(The data begins)
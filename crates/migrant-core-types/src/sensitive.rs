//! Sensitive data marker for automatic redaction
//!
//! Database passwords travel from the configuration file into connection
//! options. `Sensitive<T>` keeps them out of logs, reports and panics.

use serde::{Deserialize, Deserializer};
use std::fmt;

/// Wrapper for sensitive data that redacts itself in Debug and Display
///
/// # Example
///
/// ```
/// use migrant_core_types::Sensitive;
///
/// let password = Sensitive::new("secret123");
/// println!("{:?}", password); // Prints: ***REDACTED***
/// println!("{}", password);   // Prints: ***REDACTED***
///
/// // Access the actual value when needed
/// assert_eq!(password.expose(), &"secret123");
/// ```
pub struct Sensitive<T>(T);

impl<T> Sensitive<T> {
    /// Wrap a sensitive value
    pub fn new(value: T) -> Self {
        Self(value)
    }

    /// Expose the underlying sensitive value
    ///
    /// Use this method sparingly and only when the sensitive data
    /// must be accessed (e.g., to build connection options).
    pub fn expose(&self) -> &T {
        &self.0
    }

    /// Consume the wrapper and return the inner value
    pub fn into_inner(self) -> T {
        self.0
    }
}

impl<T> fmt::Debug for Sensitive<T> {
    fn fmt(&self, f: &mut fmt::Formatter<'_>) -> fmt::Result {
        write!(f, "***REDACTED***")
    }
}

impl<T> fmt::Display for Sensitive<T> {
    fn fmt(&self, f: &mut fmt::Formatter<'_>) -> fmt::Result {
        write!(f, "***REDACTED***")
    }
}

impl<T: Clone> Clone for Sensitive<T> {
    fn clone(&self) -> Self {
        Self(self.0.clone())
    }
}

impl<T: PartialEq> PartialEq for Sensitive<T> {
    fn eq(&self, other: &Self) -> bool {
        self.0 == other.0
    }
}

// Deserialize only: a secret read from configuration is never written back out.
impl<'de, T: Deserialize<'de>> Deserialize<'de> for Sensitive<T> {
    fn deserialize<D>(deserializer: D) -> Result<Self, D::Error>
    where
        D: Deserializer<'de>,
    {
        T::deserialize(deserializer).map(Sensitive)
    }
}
(The data ends)
**What you need to do:** Output each line of the records above exactly, beginning at the first, and stop once the line containing "impl<T> fmt::Debug for" has been output.

**Solution to the exercise:**
filename crates/migrant-core-types/src/sensitive.rs
//! Sensitive data marker for automatic redaction
//!
//! Database passwords travel from the configuration file into connection
//! options. `Sensitive<T>` keeps them out of logs, reports and panics.

use serde::{Deserialize, Deserializer};
use std::fmt;

/// Wrapper for sensitive data that redacts itself in Debug and Display
///
/// # Example
///
/// ```
/// use migrant_core_types::Sensitive;
///
/// let password = Sensitive::new("secret123");
/// println!("{:?}", password); // Prints: ***REDACTED***
/// println!("{}", password);   // Prints: ***REDACTED***
///
/// // Access the actual value when needed
/// assert_eq!(password.expose(), &"secret123");
/// ```
pub struct Sensitive<T>(T);

impl<T> Sensitive<T> {
    /// Wrap a sensitive value
    pub fn new(value: T) -> Self {
        Self(value)
    }

    /// Expose the underlying sensitive value
    ///
    /// Use this method sparingly and only when the sensitive data
    /// must be accessed (e.g., to build connection options).
    pub fn expose(&self) -> &T {
        &self.0
    }

    /// Consume the wrapper and return the inner value
    pub fn into_inner(self) -> T {
        self.0
    }
}

impl<T> fmt::Debug for Sensitive<T> {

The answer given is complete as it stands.